The need for research priorities which would bolster the position of remanufacturing was high on the agenda at the International Conference on Remanufacturing (ICoR) 2017. Held at Linköping University in Sweden, it was run in association with Scotland’s University of Strathclyde. This was the third ICoR, and the next edition - ICoR 2019 - will be held alongside ReMaTec 2019 at the Amsterdam RAI. Run by Erik Sundin, associate professor at Linköping, the three-day conference contained a wide range of papers. Ross Harris of Strathclyde, gave a presentation on improving inspection approaches within automotive reman, while Liangchuan Zhou, of Northeastern University in the US, looked at marketing research and life cycle pricing strategies for new and reman products. Erik Pettersson, sustainability manager at IT equipment remanufacturer Inrego, suggested that few materials are being recycled from IT equipment but many could be reused in products and components - although reman processes often have long process lead times, which are a challenge to reduce. David Fitzsimons, director of the European Remanufacturing Council (CER), delivered a keynote speech discussing ways that reman companies could collaborate within Europe and then led a discussion on research priorities for businesses in European reman.

Reman research priorities
The key priorities that delegates were challenged to produce (with the objective of prolonging product life) included: frameworks for the use of intellectual property by remanufacturers; incentives for the adoption of circular economy business models by OEMs; the implications and application to reman of the German government’s Industrie 4.0 initiative; applications for existing data to enable or improve reman activities; benchmarking product performance in reman supply chains; and incentives for end consumers to use take-back systems. Underpinning these was the idea of designing data management systems to enable product life extension – something the CER is particularly interested in: after all, if a product is designed to be remanufactured then it cannot be attacked as part of the obsolescence debate. Delegates also had the chance to get out and look at some of the issues in a practical environment.
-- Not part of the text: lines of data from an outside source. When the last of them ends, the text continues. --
//! Modelo de Customer
//!
//! Este módulo contiene el struct Customer y la clasificación de nivel
//! derivada del gasto acumulado. Los totales (`total_bookings`,
//! `total_spent`) no se almacenan: se recalculan bajo demanda a partir de
//! las reservas y los pagos.

use chrono::{DateTime, Utc};
use rust_decimal::Decimal;
use serde::{Deserialize, Serialize};
use sqlx::{FromRow, Type};
use uuid::Uuid;
use validator::Validate;

use crate::utils::errors::{validation_error, AppError};

/// Estado del cliente - mapea al ENUM customer_status
#[derive(Debug, Clone, Copy, Serialize, Deserialize, Type, PartialEq, Eq)]
#[sqlx(type_name = "customer_status", rename_all = "lowercase")]
#[serde(rename_all = "lowercase")]
pub enum CustomerStatus {
    Active,
    Inactive,
    Suspended,
}

impl CustomerStatus {
    pub fn as_str(&self) -> &'static str {
        match self {
            CustomerStatus::Active => "active",
            CustomerStatus::Inactive => "inactive",
            CustomerStatus::Suspended => "suspended",
        }
    }

    pub fn parse(value: &str) -> Result<Self, AppError> {
        match value {
            "active" => Ok(CustomerStatus::Active),
            "inactive" => Ok(CustomerStatus::Inactive),
            "suspended" => Ok(CustomerStatus::Suspended),
            other => Err(validation_error(format!(
                "unknown customer status '{}'",
                other
            ))),
        }
    }
}

/// Nivel de lealtad derivado del gasto acumulado. Nunca se almacena.
#[derive(Debug, Clone, Copy, Serialize, Deserialize, PartialEq, Eq, PartialOrd, Ord, Hash)]
#[serde(rename_all = "lowercase")]
pub enum CustomerTier {
    Bronze,
    Silver,
    Gold,
    Platinum,
}

impl CustomerTier {
    pub fn as_str(&self) -> &'static str {
        match self {
            CustomerTier::Bronze => "bronze",
            CustomerTier::Silver => "silver",
            CustomerTier::Gold => "gold",
            CustomerTier::Platinum => "platinum",
        }
    }

    /// Clasifica un gasto acumulado en su nivel.
    ///
    /// Umbrales: platinum >= 50000, gold >= 25000, silver >= 10000.
    pub fn for_spend(total_spent: Decimal) -> Self {
        if total_spent >= Decimal::from(50_000) {
            CustomerTier::Platinum
        } else if total_spent >= Decimal::from(25_000) {
            CustomerTier::Gold
        } else if total_spent >= Decimal::from(10_000) {
            CustomerTier::Silver
        } else {
            CustomerTier::Bronze
        }
    }
}

/// Customer principal - mapea a la tabla customers
#[derive(Debug, Clone, Serialize, Deserialize, FromRow)]
pub struct Customer {
    pub id: Uuid,
    pub full_name: String,
    pub email: String,
    pub phone: Option<String>,
    pub country: Option<String>,
    pub status: CustomerStatus,
    pub created_at: DateTime<Utc>,
}

/// Request para registrar un cliente
#[derive(Debug, Deserialize, Validate)]
pub struct CreateCustomerRequest {
    #[validate(length(min = 2, max = 200))]
    pub full_name: String,

    #[validate(email)]
    pub email: String,

    #[validate(length(min = 5, max = 30))]
    pub phone: Option<String>,

    #[validate(length(min = 2, max = 100))]
    pub country: Option<String>,
}

/// Filtros para búsqueda de clientes
#[derive(Debug, Clone, Default, Deserialize)]
pub struct CustomerFilters {
    pub status: Option<CustomerStatus>,
    pub search: Option<String>,
    pub date_from: Option<DateTime<Utc>>,
    pub date_to: Option<DateTime<Utc>>,
}

/// Perfil de cliente con los totales recalculados y el nivel derivado
#[derive(Debug, Clone, Serialize)]
pub struct CustomerProfile {
    pub customer: Customer,
    pub total_bookings: i64,
    pub total_spent: Decimal,
    pub tier: CustomerTier,
}

#[cfg(test)]
mod tests {
    use super::*;
    use rust_decimal_macros::dec;

    #[test]
    fn test_tier_thresholds() {
        assert_eq!(CustomerTier::for_spend(dec!(0)), CustomerTier::Bronze);
        assert_eq!(CustomerTier::for_spend(dec!(9999.99)), CustomerTier::Bronze);
        assert_eq!(CustomerTier::for_spend(dec!(10000)), CustomerTier::Silver);
        assert_eq!(CustomerTier::for_spend(dec!(24999.99)), CustomerTier::Silver);
        assert_eq!(CustomerTier::for_spend(dec!(25000)), CustomerTier::Gold);
        assert_eq!(CustomerTier::for_spend(dec!(49999.99)), CustomerTier::Gold);
        assert_eq!(CustomerTier::for_spend(dec!(50000)), CustomerTier::Platinum);
        assert_eq!(CustomerTier::for_spend(dec!(125000)), CustomerTier::Platinum);
    }

    #[test]
    fn test_status_parse() {
        assert_eq!(
            CustomerStatus::parse("active").unwrap(),
            CustomerStatus::Active
        );
        assert!(CustomerStatus::parse("deleted").is_err());
    }
}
During a site visit to Toyota (Materials Handling), plant manager Anders Nielsen explained how offering reman machines did not cannibalise sales of new equipment as some in the company had once feared. In fact, sales actually rose because inventory costs fell, and because Toyota had been able to offer an immediate customer fulfilment service when they most needed it.

Definitions and standards
Martin Charter, from the University of Creative Arts and Science in the UK, explained how reman fits into the circular economy. In particular, he emphasised the need for standards and definitions – something that he is involved in developing with researchers Mattias Lindahl and Erik Sundin from Linköping. Standards published in 2017 include BS8001 (‘Framework for implementing the principles of the circular economy in organizations – Guide’) and US RIC001.1-2016 (‘Specifications for the process of remanufacturing’). Patricia van Loon from the Social Innovation Centre at INSEAD in France won the award for the best paper at ICoR 2017 with her submission on comparing leasing and buying white goods for the manufacturer and consumer.

Share

Latest Video

All videos »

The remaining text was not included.